「ミィア~」
私の顔を覗き込む白猫ちゃんが、どうやら起こしてくれたようだ。
図書室の一角にある窓辺に近い長椅子に、意識がぼんやりするうちに横になっていたらしい。窓から直接差し込む春の陽光が眩しい。ここまでの記憶が、あまりないのだけれど……。
「あ……本を読んでたら、眠っちゃってたんだ」
傍らには、開きっぱなしの児童書が落ちている。暇潰しにと手に取ってみたけど、思っていた以上に苦手な活字が多すぎて、いつしか記憶が飛んでしまったようだ。

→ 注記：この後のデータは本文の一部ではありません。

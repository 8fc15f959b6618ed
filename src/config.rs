use clap::Parser;
use config::{Config, ConfigError, File};
use serde::Deserialize;
use std::path::{Path, PathBuf};

#[derive(Debug, Deserialize, Clone)]
pub struct DatabaseConfig {
    pub host: String,
    pub port: u16,
    pub user: String,
    #[serde(default)]
    pub password: String,
    pub name: String,
    pub pool_size: u32,
}

#[derive(Debug, Deserialize, Clone)]
pub struct WebConfig {
    pub host: String,
    pub port: u16,
}

#[derive(Debug, Deserialize, Clone)]
pub struct LlmConfig {
    pub backend: String, // "openai" or "ollama"
    pub model: String,
    pub api_key: Option<String>,
    pub api_url: Option<String>,
}

#[derive(Debug, Deserialize, Clone)]
pub struct AppConfig {
    pub database: DatabaseConfig,
    pub web: WebConfig,
    pub llm: LlmConfig,
}

#[derive(Parser, Debug, Default)]
#[command(author, version, about, long_about = None)]
pub struct CliArgs {
    /// Path to an optional TOML configuration file
    #[arg(short, long, value_name = "FILE")]
    pub config: Option<PathBuf>,

    /// Env file loaded into the process environment before anything else
    #[arg(long, value_name = "FILE", default_value = ".env")]
    pub env_file: PathBuf,

    /// Host to bind to
    #[arg(long)]
    pub host: Option<String>,

    /// Port to bind to
    #[arg(short, long)]
    pub port: Option<u16>,

    /// Emit logs as JSON lines
    #[arg(long)]
    pub log_json: bool,
}

/// Environment variable names and the config keys they override.
const ENV_OVERRIDES: &[(&str, &str)] = &[
    ("DB_HOST", "database.host"),
    ("DB_PORT", "database.port"),
    ("DB_USER", "database.user"),
    ("DB_PASS", "database.password"),
    ("DB_NAME", "database.name"),
    ("DB_POOL_SIZE", "database.pool_size"),
    ("ENDPOINT_HOST", "web.host"),
    ("ENDPOINT_PORT", "web.port"),
    ("LLM_BACKEND", "llm.backend"),
    ("LLM_MODEL", "llm.model"),
    ("LLM_API_URL", "llm.api_url"),
    ("OPENAI_API_KEY", "llm.api_key"),
];

impl AppConfig {
    /// Builds the configuration from defaults, an optional TOML file, the
    /// variables returned by `lookup`, and finally the CLI arguments.
    pub fn load<F>(args: &CliArgs, lookup: F) -> Result<Self, ConfigError>
    where
        F: Fn(&str) -> Option<String>,
    {
        let mut config_builder = Config::builder()
            .set_default("database.host", "127.0.0.1")?
            .set_default("database.port", 3306)?
            .set_default("database.password", "")?
            .set_default("database.pool_size", 5)?
            .set_default("web.host", "0.0.0.0")?
            .set_default("web.port", 8080)?
            .set_default("llm.backend", "openai")?
            .set_default("llm.model", "gpt-4-turbo")?;

        if let Some(config_path) = &args.config {
            config_builder = config_builder.add_source(File::from(config_path.as_path()));
        } else {
            let default_locations = [
                "config.toml",
                "config/config.toml",
                "/etc/sqlgate/config.toml",
            ];

            for location in default_locations {
                if Path::new(location).exists() {
                    config_builder =
                        config_builder.add_source(File::new(location, config::FileFormat::Toml));
                    break;
                }
            }
        }

        for &(var, key) in ENV_OVERRIDES {
            config_builder = config_builder.set_override_option(key, lookup(var))?;
        }

        let mut config: AppConfig = config_builder.build()?.try_deserialize()?;

        // Command line wins over everything else
        if let Some(host) = &args.host {
            config.web.host = host.clone();
        }
        if let Some(port) = args.port {
            config.web.port = port;
        }

        Ok(config)
    }

    /// Same as [`AppConfig::load`], reading variables from the process environment.
    pub fn from_env(args: &CliArgs) -> Result<Self, ConfigError> {
        Self::load(args, |key| std::env::var(key).ok())
    }
}
use crate::config::LlmConfig;
use crate::llm::models::ChatMessage;
use crate::llm::{ChatCompletion, LlmError};
use async_trait::async_trait;
use serde::{Deserialize, Serialize};
use tracing::{debug, error, info};

const DEFAULT_API_URL: &str = "http://localhost:11434/api/chat";

pub struct OllamaProvider {
    client: reqwest::Client,
    api_url: String,
    model: String,
}

#[derive(Serialize, Debug)]
struct OllamaChatRequest<'a> {
    model: &'a str,
    messages: &'a [ChatMessage],
    stream: bool,
}

#[derive(Deserialize, Debug)]
struct OllamaChatResponse {
    message: OllamaMessage,
}

#[derive(Deserialize, Debug)]
struct OllamaMessage {
    #[serde(default)]
    content: String,
}

impl OllamaProvider {
    pub fn new(config: &LlmConfig) -> Result<Self, LlmError> {
        let api_url = config
            .api_url
            .clone()
            .unwrap_or_else(|| DEFAULT_API_URL.to_string());

        let client = reqwest::Client::new();

        Ok(Self {
            client,
            api_url,
            model: config.model.clone(),
        })
    }
}

#[async_trait]
impl ChatCompletion for OllamaProvider {
    async fn complete(&self, messages: &[ChatMessage]) -> Result<String, LlmError> {
        info!("Sending request to Ollama with model: {}", self.model);
        debug!("API URL: {}", self.api_url);

        let request = OllamaChatRequest {
            model: &self.model,
            messages,
            stream: false,
        };

        let response = self
            .client
            .post(&self.api_url)
            .json(&request)
            .send()
            .await
            .map_err(|e| LlmError::ConnectionError(e.to_string()))?;

        if !response.status().is_success() {
            let status = response.status();
            let error_body = match response.text().await {
                Ok(body) => format!(" - Response body: {}", body),
                Err(_) => String::new(),
            };

            error!("Ollama API responded with status code: {}{}", status, error_body);
            return Err(LlmError::ResponseError(format!(
                "Ollama API responded with status code: {}{}",
                status, error_body
            )));
        }

        let response_text = response
            .text()
            .await
            .map_err(|e| LlmError::ResponseError(format!("Failed to read response body: {}", e)))?;

        debug!("Raw response from Ollama: {}", response_text);

        let chat_response: OllamaChatResponse = serde_json::from_str(&response_text).map_err(|e| {
            LlmError::ResponseError(format!(
                "Failed to parse Ollama response: {} - Response was: {}",
                e, response_text
            ))
        })?;

        Ok(chat_response.message.content)
    }
}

それに……眠っていた私の身体には、見覚えのない毛布がかけられている。
そして、ちょうど視界の端に知っている人の姿を見つける。
「あれ……先輩?」
「赤子のように大口開けて寝ていたよ」
本を探している様子の彼は、口を開くとそんな意地の悪いことばかり言う。
その横顔は私のことなんかこれっぽちも見てくれはしないけど、私は寝起きの意識をはっきりさせながら彼に問いかける。
「あの、もしかしてこの毛布……」
「その猫が勝手にやったことだよ」
本当なのかな? そう言ってはぐらかしているようにも見える。
膝の上でおとなしくしている白猫とじゃれ合いながら、意識を手放す前の記憶を掘り起こそうとする。さっきまで誰かの夢を見ていたような気がするけど……もう思い出せなくなっていた。